GIVEN DATA Start Marker

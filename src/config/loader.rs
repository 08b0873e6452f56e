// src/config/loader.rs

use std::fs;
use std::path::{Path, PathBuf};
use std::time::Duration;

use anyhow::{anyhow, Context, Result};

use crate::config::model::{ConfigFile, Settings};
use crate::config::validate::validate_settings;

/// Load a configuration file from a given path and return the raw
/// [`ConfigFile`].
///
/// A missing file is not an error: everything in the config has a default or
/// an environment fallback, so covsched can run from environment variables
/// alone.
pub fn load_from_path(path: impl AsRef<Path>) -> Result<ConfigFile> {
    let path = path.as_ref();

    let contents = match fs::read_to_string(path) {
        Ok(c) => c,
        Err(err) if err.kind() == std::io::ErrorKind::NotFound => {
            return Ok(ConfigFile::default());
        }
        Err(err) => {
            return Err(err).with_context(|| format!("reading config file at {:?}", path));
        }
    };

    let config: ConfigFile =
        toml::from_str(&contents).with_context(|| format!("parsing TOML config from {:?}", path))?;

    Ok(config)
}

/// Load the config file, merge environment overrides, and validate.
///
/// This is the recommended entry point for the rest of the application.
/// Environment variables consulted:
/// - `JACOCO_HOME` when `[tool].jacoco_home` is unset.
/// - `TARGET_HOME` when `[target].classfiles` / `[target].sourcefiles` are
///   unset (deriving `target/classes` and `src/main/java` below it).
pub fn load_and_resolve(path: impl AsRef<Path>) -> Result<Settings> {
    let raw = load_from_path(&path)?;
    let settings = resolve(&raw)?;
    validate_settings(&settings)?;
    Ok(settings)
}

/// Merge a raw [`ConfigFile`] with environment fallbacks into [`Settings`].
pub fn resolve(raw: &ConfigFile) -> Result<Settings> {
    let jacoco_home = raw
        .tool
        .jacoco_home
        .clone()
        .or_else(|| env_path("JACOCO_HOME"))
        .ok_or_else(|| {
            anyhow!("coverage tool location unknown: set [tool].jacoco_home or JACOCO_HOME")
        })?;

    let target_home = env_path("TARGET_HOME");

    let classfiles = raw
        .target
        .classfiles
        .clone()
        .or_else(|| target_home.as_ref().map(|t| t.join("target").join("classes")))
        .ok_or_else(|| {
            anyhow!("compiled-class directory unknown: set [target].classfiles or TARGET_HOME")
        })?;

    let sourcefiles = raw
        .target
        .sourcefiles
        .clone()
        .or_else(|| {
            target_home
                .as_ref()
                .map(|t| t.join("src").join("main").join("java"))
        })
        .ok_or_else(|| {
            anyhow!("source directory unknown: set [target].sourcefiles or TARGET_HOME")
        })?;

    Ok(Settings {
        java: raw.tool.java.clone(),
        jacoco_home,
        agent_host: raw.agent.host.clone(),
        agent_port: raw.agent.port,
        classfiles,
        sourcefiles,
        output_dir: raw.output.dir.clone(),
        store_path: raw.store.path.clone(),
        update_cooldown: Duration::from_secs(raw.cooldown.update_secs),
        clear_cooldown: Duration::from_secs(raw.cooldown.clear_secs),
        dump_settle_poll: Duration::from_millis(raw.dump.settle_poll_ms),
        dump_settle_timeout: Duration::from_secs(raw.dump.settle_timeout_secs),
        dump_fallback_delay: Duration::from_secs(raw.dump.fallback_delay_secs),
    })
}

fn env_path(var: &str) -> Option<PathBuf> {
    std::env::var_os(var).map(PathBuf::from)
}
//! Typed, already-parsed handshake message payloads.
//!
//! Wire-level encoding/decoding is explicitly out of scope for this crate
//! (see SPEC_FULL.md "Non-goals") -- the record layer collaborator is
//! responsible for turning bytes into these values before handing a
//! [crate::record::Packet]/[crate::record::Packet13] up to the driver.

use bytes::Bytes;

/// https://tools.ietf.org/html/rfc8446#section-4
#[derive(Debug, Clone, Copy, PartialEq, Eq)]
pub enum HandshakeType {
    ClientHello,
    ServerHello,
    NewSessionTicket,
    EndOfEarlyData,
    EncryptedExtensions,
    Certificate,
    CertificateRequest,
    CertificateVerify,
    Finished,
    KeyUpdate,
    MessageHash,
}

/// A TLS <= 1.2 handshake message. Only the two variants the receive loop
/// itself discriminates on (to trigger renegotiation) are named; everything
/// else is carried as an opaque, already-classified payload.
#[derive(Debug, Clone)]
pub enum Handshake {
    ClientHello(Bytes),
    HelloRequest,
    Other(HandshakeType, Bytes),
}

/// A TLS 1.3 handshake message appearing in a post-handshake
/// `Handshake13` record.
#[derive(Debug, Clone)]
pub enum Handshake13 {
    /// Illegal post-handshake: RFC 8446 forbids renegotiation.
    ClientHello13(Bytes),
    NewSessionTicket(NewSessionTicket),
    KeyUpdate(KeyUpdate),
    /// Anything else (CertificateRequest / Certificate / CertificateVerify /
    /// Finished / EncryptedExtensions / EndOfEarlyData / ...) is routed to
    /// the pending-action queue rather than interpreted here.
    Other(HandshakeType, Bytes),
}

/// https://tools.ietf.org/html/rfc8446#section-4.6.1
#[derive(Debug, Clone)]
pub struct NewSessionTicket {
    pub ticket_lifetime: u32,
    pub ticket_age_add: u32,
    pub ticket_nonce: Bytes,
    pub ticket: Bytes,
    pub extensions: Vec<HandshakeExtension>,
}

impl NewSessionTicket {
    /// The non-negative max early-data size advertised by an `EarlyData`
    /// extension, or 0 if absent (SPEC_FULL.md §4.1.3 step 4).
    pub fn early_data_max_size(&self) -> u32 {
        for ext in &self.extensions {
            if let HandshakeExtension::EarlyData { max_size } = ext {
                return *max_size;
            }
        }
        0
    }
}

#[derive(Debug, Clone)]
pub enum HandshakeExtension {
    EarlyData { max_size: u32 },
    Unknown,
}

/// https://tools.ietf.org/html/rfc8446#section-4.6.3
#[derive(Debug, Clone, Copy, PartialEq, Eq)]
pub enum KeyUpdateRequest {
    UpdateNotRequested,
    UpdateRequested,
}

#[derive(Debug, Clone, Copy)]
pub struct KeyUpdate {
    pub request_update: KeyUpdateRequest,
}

GIVEN DATA End Marker

Copy every entry exactly, missing none.

filename src/config/loader.rs
repository 08b0873e6452f56e
// src/config/loader.rs

use std::fs;
use std::path::{Path, PathBuf};
use std::time::Duration;

use anyhow::{anyhow, Context, Result};

use crate::config::model::{ConfigFile, Settings};
use crate::config::validate::validate_settings;

/// Load a configuration file from a given path and return the raw
/// [`ConfigFile`].
///
/// A missing file is not an error: everything in the config has a default or
/// an environment fallback, so covsched can run from environment variables
/// alone.
pub fn load_from_path(path: impl AsRef<Path>) -> Result<ConfigFile> {
    let path = path.as_ref();

    let contents = match fs::read_to_string(path) {
        Ok(c) => c,
        Err(err) if err.kind() == std::io::ErrorKind::NotFound => {
            return Ok(ConfigFile::default());
        }
        Err(err) => {
            return Err(err).with_context(|| format!("reading config file at {:?}", path));
        }
    };

    let config: ConfigFile =
        toml::from_str(&contents).with_context(|| format!("parsing TOML config from {:?}", path))?;

    Ok(config)
}

/// Load the config file, merge environment overrides, and validate.
///
/// This is the recommended entry point for the rest of the application.
/// Environment variables consulted:
/// - `JACOCO_HOME` when `[tool].jacoco_home` is unset.
/// - `TARGET_HOME` when `[target].classfiles` / `[target].sourcefiles` are
///   unset (deriving `target/classes` and `src/main/java` below it).
pub fn load_and_resolve(path: impl AsRef<Path>) -> Result<Settings> {
    let raw = load_from_path(&path)?;
    let settings = resolve(&raw)?;
    validate_settings(&settings)?;
    Ok(settings)
}

/// Merge a raw [`ConfigFile`] with environment fallbacks into [`Settings`].
pub fn resolve(raw: &ConfigFile) -> Result<Settings> {
    let jacoco_home = raw
        .tool
        .jacoco_home
        .clone()
        .or_else(|| env_path("JACOCO_HOME"))
        .ok_or_else(|| {
            anyhow!("coverage tool location unknown: set [tool].jacoco_home or JACOCO_HOME")
        })?;

    let target_home = env_path("TARGET_HOME");

    let classfiles = raw
        .target
        .classfiles
        .clone()
        .or_else(|| target_home.as_ref().map(|t| t.join("target").join("classes")))
        .ok_or_else(|| {
            anyhow!("compiled-class directory unknown: set [target].classfiles or TARGET_HOME")
        })?;

    let sourcefiles = raw
        .target
        .sourcefiles
        .clone()
        .or_else(|| {
            target_home
                .as_ref()
                .map(|t| t.join("src").join("main").join("java"))
        })
        .ok_or_else(|| {
            anyhow!("source directory unknown: set [target].sourcefiles or TARGET_HOME")
        })?;

    Ok(Settings {
        java: raw.tool.java.clone(),
        jacoco_home,
        agent_host: raw.agent.host.clone(),
        agent_port: raw.agent.port,
        classfiles,
        sourcefiles,
        output_dir: raw.output.dir.clone(),
        store_path: raw.store.path.clone(),
        update_cooldown: Duration::from_secs(raw.cooldown.update_secs),
        clear_cooldown: Duration::from_secs(raw.cooldown.clear_secs),
        dump_settle_poll: Duration::from_millis(raw.dump.settle_poll_ms),
        dump_settle_timeout: Duration::from_secs(raw.dump.settle_timeout_secs),
        dump_fallback_delay: Duration::from_secs(raw.dump.fallback_delay_secs),
    })
}

fn env_path(var: &str) -> Option<PathBuf> {
    std::env::var_os(var).map(PathBuf::from)
}
//! Typed, already-parsed handshake message payloads.
//!
//! Wire-level encoding/decoding is explicitly out of scope for this crate
//! (see SPEC_FULL.md "Non-goals") -- the record layer collaborator is
//! responsible for turning bytes into these values before handing a
//! [crate::record::Packet]/[crate::record::Packet13] up to the driver.

use bytes::Bytes;

/// https://tools.ietf.org/html/rfc8446#section-4
#[derive(Debug, Clone, Copy, PartialEq, Eq)]
pub enum HandshakeType {
    ClientHello,
    ServerHello,
    NewSessionTicket,
    EndOfEarlyData,
    EncryptedExtensions,
    Certificate,
    CertificateRequest,
    CertificateVerify,
    Finished,
    KeyUpdate,
    MessageHash,
}

/// A TLS <= 1.2 handshake message. Only the two variants the receive loop
/// itself discriminates on (to trigger renegotiation) are named; everything
/// else is carried as an opaque, already-classified payload.
#[derive(Debug, Clone)]
pub enum Handshake {
    ClientHello(Bytes),
    HelloRequest,
    Other(HandshakeType, Bytes),
}

/// A TLS 1.3 handshake message appearing in a post-handshake
/// `Handshake13` record.
#[derive(Debug, Clone)]
pub enum Handshake13 {
    /// Illegal post-handshake: RFC 8446 forbids renegotiation.
    ClientHello13(Bytes),
    NewSessionTicket(NewSessionTicket),
    KeyUpdate(KeyUpdate),
    /// Anything else (CertificateRequest / Certificate / CertificateVerify /
    /// Finished / EncryptedExtensions / EndOfEarlyData / ...) is routed to
    /// the pending-action queue rather than interpreted here.
    Other(HandshakeType, Bytes),
}

/// https://tools.ietf.org/html/rfc8446#section-4.6.1
#[derive(Debug, Clone)]
pub struct NewSessionTicket {
    pub ticket_lifetime: u32,
    pub ticket_age_add: u32,
    pub ticket_nonce: Bytes,
    pub ticket: Bytes,
    pub extensions: Vec<HandshakeExtension>,
}

impl NewSessionTicket {
    /// The non-negative max early-data size advertised by an `EarlyData`
    /// extension, or 0 if absent (SPEC_FULL.md §4.1.3 step 4).
    pub fn early_data_max_size(&self) -> u32 {
        for ext in &self.extensions {
            if let HandshakeExtension::EarlyData { max_size } = ext {
                return *max_size;
            }
        }
        0
    }
}

#[derive(Debug, Clone)]
pub enum HandshakeExtension {
    EarlyData { max_size: u32 },
    Unknown,
}

/// https://tools.ietf.org/html/rfc8446#section-4.6.3
#[derive(Debug, Clone, Copy, PartialEq, Eq)]
pub enum KeyUpdateRequest {
    UpdateNotRequested,
    UpdateRequested,
}

#[derive(Debug, Clone, Copy)]
pub struct KeyUpdate {
    pub request_update: KeyUpdateRequest,
}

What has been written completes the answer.